If they could close their eyes and let their imagination take them. Where would I find them?
Gino De Blasio quickly responded with what could, quite frankly, be the best response ever on Twitter.
Gino wanted to be in an Agriturismo. So then, did I.
I am not sure if there is a simple English translation for what an Agriturismo is, in Italy. Working farm with accommodation. Restaurant. Culinary hub. Heaven down a dirt track.
If you ever finding yourself sat in a dinning room of one, you will quickly understand why it isn’t easy to fathom exactly who you are eating with, and why they are there.
Holiday makers, sharp suited business men, locals taking advantage of a great lunch – workers from the field. Blended as one.
Don’t @ me about farmhouses with skilled chefs, high-end accommodation and cookery courses in the UK. Modelled on, but not the same thing.
I’ve been to two. One by design, once by accident. Both in Piemonte.

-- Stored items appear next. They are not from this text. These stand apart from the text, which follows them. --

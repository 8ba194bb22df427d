//! Processor state and the state-change lattice.
//!
//! Only two bits of the 65816 status register change how code decodes: `m`
//! (accumulator width) and `x` (index width). `State` carries the full
//! register byte but interprets nothing else; `StateChange` is the delta a
//! stretch of code applies to those two bits, or a tagged "unknown" when the
//! walker cannot keep tracking them soundly.

use serde::{Deserialize, Serialize};
use std::hash::{Hash, Hasher};

const M_MASK: u8 = 0x20;
const X_MASK: u8 = 0x10;

/// The status register (P).
#[derive(Copy, Clone, Debug, PartialEq, Eq, Hash, Serialize, Deserialize)]
pub struct State {
    p: u8,
}

impl State {
    pub fn new(p: u8) -> Self {
        State { p }
    }

    pub fn from_flags(m: bool, x: bool) -> Self {
        let mut state = State { p: 0 };
        state.set_m(m);
        state.set_x(x);
        state
    }

    pub fn p(self) -> u8 {
        self.p
    }

    /// Accumulator size flag: true means 8-bit.
    pub fn m(self) -> bool {
        self.p & M_MASK != 0
    }

    /// Index size flag: true means 8-bit.
    pub fn x(self) -> bool {
        self.p & X_MASK != 0
    }

    pub fn set_m(&mut self, m: bool) {
        if m {
            self.p |= M_MASK;
        } else {
            self.p &= !M_MASK;
        }
    }

    pub fn set_x(&mut self, x: bool) {
        if x {
            self.p |= X_MASK;
        } else {
            self.p &= !X_MASK;
        }
    }

    /// Size of the accumulator in bytes.
    pub fn size_a(self) -> usize {
        if self.m() {
            1
        } else {
            2
        }
    }

    /// Size of the index registers in bytes.
    pub fn size_x(self) -> usize {
        if self.x() {
            1
        } else {
            2
        }
    }

    /// Set bits in P (SEP).
    pub fn set(&mut self, mask: u8) {
        self.p |= mask;
    }

    /// Reset bits in P (REP).
    pub fn reset(&mut self, mask: u8) {
        self.p &= !mask;
    }
}

impl Default for State {
    /// Power-on decoding state: 8-bit accumulator and indexes.
    fn default() -> Self {
        State::from_flags(true, true)
    }
}

/// Why a state change could not be determined.
#[derive(Copy, Clone, Debug, PartialEq, Eq, Hash, Serialize, Deserialize)]
pub enum UnknownReason {
    Known,
    Unknown,
    SuspectInstruction,
    MultipleReturnStates,
    IndirectJump,
    StackManipulation,
    Recursion,
    MutableCode,
}

impl UnknownReason {
    pub fn description(self) -> &'static str {
        match self {
            UnknownReason::Known => "known",
            UnknownReason::Unknown => "propagated from a callee",
            UnknownReason::SuspectInstruction => "suspect instruction",
            UnknownReason::MultipleReturnStates => "multiple return states",
            UnknownReason::IndirectJump => "indirect jump",
            UnknownReason::StackManipulation => "stack manipulation",
            UnknownReason::Recursion => "recursion",
            UnknownReason::MutableCode => "mutable code",
        }
    }
}

/// The delta a subroutine applies to the `m`/`x` flags.
///
/// Each flag is either untouched (`None`) or forced to a value. A change
/// with a non-`Known` reason is *unknown*: its flag fields carry no meaning,
/// and equality and hashing collapse onto the reason alone.
#[derive(Copy, Clone, Debug, Serialize, Deserialize)]
pub struct StateChange {
    pub m: Option<bool>,
    pub x: Option<bool>,
    reason: UnknownReason,
}

impl Default for StateChange {
    fn default() -> Self {
        StateChange {
            m: None,
            x: None,
            reason: UnknownReason::Known,
        }
    }
}

impl StateChange {
    pub fn new(m: Option<bool>, x: Option<bool>) -> Self {
        StateChange {
            m,
            x,
            reason: UnknownReason::Known,
        }
    }

    pub fn unknown(reason: UnknownReason) -> Self {
        StateChange {
            m: None,
            x: None,
            reason,
        }
    }

    pub fn reason(self) -> UnknownReason {
        self.reason
    }

    pub fn is_unknown(self) -> bool {
        self.reason != UnknownReason::Known
    }

    pub fn is_empty(self) -> bool {
        !self.is_unknown() && self.m.is_none() && self.x.is_none()
    }

    /// Record the flags a SEP sets.
    pub fn set(&mut self, mask: u8) {
        let bits = State::new(mask);
        if bits.m() {
            self.m = Some(true);
        }
        if bits.x() {
            self.x = Some(true);
        }
    }

    /// Record the flags a REP clears.
    pub fn reset(&mut self, mask: u8) {
        let bits = State::new(mask);
        if bits.m() {
            self.m = Some(false);
        }
        if bits.x() {
            self.x = Some(false);
        }
    }

    /// Drop deltas that merely restore a flag value the subroutine is known
    /// to have entered with.
    pub fn apply_inference(&mut self, inference: StateChange) {
        if self.m.is_some() && self.m == inference.m {
            self.m = None;
        }
        if self.x.is_some() && self.x == inference.x {
            self.x = None;
        }
    }

    /// Drop deltas that match the given state, i.e. change nothing for a
    /// caller already in that state.
    pub fn simplify(self, state: State) -> StateChange {
        let mut change = self;
        if change.m == Some(state.m()) {
            change.m = None;
        }
        if change.x == Some(state.x()) {
            change.x = None;
        }
        change
    }
}

impl PartialEq for StateChange {
    fn eq(&self, other: &Self) -> bool {
        match (self.is_unknown(), other.is_unknown()) {
            (true, true) => self.reason == other.reason,
            (false, false) => self.m == other.m && self.x == other.x,
            _ => false,
        }
    }
}

impl Eq for StateChange {}

impl Hash for StateChange {
    fn hash<H: Hasher>(&self, hasher: &mut H) {
        if self.is_unknown() {
            true.hash(hasher);
            self.reason.hash(hasher);
        } else {
            false.hash(hasher);
            self.m.hash(hasher);
            self.x.hash(hasher);
        }
    }
}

We were taken to the first by a family friend. It was somewhere he went for business meetings over a two or three hour lunch. With wine. In the middle of nowhere.
The venue had accommodation for holiday makers, but it was clear on the day that the only people eating (With the exception of A. and me) were wearing suits. 11 years ago. When workers still took lunch.
We had Robiola cheese. Filled pasta. Chicken Cacciatore and… Well, for some reason my mind isn’t as razor sharp for the pudding details. That might have something to do with the bottle of Roero Arneis and glasses of grappa we put away.
I vowed to return, should we ever be in that part of the world again.
Which we were. Two years later.
We asked our friend for directions – and set off.
I remember it being somewhere in the hills, from the sketchy details I had of the original visit. Blanketed by the fog which gives the Nebbiolo grape its name.
It was clear as we came off the motorway, that this wasn’t the same place. The landscape was flatter. More industrial.
We then saw a sign for an Agriturismo. We followed it up a dirty road and in to a space being used as a store for farm machinery, and expensive looking Mercedes and BMWs.
A woman came out of a back door. We tried to communicate. I think she pointed at her watch. I shrugged the shrug that says “I don’t understand. Do you have someone in the family who can help this idiot Englishman out?”
She did! We were invited in. It was the wrong place.
They were extremely apologetic. We had arrived without a reservation. Too late for lunch. As they were clearing away. Yet it was they who were apologising. I knew this, thanks to learning the phrase ‘Mi dispiace’ (I am sorry) for when I simply couldn’t string a sentence together in Italian.
I think we had about 6 courses off the set menu. No wine this time. They tried to give us the same pasta course twice because they had run out of another dish. We were too full to even think about it.
We were the last table there. A table they had tried to clear away a couple of hours earlier. A table in the dinning room we had stumbled on by mistake. It was spot on. Amazingly so.
So yes, Gino. An Agriturismo is exactly where I want to be right now. In fact, where I want to be is at the start of the dirt road. Anticipation growing. Imagination running wild as to what lies ahead. Admittedly I’d like a few more Italian words in my armoury, beyond Sì and Grazie – but let’s not push it.
Let’s just think of the simple, yet perfectly formed meal we could all share together.
If only in our minds. For the time being.